─── Material to process ───

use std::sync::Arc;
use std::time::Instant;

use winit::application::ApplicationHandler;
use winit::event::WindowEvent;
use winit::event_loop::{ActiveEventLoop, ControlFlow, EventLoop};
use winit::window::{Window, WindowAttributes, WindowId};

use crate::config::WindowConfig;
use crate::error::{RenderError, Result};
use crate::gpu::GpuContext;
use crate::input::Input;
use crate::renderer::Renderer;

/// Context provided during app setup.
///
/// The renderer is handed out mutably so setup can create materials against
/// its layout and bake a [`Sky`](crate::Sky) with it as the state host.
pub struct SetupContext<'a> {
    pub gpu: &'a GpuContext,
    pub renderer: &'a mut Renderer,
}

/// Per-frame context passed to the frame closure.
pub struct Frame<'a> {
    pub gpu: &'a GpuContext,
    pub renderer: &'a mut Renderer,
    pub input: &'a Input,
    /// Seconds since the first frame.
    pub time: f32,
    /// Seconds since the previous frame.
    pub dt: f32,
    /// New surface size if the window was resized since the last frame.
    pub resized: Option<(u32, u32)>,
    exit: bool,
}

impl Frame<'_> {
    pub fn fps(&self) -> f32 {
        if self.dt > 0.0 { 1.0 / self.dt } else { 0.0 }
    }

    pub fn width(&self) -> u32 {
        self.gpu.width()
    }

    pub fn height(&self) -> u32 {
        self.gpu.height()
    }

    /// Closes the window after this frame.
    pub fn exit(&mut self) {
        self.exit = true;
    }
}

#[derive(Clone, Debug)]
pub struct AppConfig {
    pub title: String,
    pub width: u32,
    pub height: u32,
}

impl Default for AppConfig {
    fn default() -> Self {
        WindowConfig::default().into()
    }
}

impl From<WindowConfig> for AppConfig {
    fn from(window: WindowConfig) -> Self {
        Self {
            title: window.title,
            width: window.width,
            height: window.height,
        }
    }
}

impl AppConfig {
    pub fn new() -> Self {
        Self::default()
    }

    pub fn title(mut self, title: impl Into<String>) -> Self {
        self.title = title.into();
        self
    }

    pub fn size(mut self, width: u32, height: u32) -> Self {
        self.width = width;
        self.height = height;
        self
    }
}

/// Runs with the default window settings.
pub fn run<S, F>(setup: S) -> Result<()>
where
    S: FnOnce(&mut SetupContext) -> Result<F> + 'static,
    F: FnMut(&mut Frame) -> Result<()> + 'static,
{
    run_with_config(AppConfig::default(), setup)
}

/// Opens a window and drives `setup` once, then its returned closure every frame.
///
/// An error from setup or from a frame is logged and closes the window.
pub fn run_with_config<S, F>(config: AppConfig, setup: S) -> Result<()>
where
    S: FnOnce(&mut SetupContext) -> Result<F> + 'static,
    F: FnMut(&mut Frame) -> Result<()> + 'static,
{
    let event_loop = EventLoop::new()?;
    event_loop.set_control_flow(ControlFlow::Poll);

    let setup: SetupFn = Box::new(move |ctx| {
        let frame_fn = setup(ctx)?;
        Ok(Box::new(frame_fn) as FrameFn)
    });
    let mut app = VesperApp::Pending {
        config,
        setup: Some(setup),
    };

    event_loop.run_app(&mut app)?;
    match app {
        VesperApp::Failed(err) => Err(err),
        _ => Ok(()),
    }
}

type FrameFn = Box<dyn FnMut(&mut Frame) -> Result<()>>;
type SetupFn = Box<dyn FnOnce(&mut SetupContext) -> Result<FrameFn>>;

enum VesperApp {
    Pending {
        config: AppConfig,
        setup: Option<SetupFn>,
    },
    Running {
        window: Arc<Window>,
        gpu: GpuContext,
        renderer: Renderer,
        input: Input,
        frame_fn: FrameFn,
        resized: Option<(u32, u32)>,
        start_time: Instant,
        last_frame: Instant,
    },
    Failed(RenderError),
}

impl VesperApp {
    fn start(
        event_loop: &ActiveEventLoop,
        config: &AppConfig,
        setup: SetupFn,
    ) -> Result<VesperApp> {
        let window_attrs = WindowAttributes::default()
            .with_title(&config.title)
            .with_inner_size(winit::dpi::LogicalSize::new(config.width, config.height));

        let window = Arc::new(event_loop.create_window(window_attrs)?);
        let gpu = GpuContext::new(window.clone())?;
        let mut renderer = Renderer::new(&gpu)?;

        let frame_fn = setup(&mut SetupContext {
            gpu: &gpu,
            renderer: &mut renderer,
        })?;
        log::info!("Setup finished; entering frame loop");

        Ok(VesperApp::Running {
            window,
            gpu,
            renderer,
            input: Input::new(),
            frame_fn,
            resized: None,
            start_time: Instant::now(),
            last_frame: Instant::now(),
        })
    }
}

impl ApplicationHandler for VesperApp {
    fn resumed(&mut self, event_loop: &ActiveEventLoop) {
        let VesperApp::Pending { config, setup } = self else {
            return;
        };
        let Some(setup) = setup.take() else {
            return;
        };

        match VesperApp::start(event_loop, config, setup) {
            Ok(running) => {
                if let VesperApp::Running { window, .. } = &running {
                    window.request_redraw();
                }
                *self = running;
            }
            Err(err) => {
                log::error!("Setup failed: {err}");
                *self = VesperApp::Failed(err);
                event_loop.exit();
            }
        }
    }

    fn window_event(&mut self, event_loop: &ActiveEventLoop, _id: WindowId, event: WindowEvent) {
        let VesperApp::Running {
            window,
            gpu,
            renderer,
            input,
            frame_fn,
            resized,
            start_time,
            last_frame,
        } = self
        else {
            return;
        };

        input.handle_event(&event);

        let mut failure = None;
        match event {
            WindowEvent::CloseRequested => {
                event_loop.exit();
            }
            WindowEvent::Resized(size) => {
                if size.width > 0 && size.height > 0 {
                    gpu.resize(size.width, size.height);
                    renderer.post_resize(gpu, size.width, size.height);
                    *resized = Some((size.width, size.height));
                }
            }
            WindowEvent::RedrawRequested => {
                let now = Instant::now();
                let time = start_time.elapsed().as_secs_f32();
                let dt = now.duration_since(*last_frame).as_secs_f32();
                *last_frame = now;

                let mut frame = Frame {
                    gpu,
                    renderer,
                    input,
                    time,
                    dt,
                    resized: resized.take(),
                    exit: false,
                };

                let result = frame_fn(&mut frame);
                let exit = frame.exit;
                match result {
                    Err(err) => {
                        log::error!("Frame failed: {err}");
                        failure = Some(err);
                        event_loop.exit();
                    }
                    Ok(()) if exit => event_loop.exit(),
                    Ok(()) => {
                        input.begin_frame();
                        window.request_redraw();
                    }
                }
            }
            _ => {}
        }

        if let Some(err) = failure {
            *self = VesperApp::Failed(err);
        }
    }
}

───

Out of the entries above, write out only the lines between the line holding "let Some(setup) = setup.take()" and the line holding "if let VesperApp::Running", inclusive, each exactly as given.

        let Some(setup) = setup.take() else {
            return;
        };

        match VesperApp::start(event_loop, config, setup) {
            Ok(running) => {
                if let VesperApp::Running { window, .. } = &running {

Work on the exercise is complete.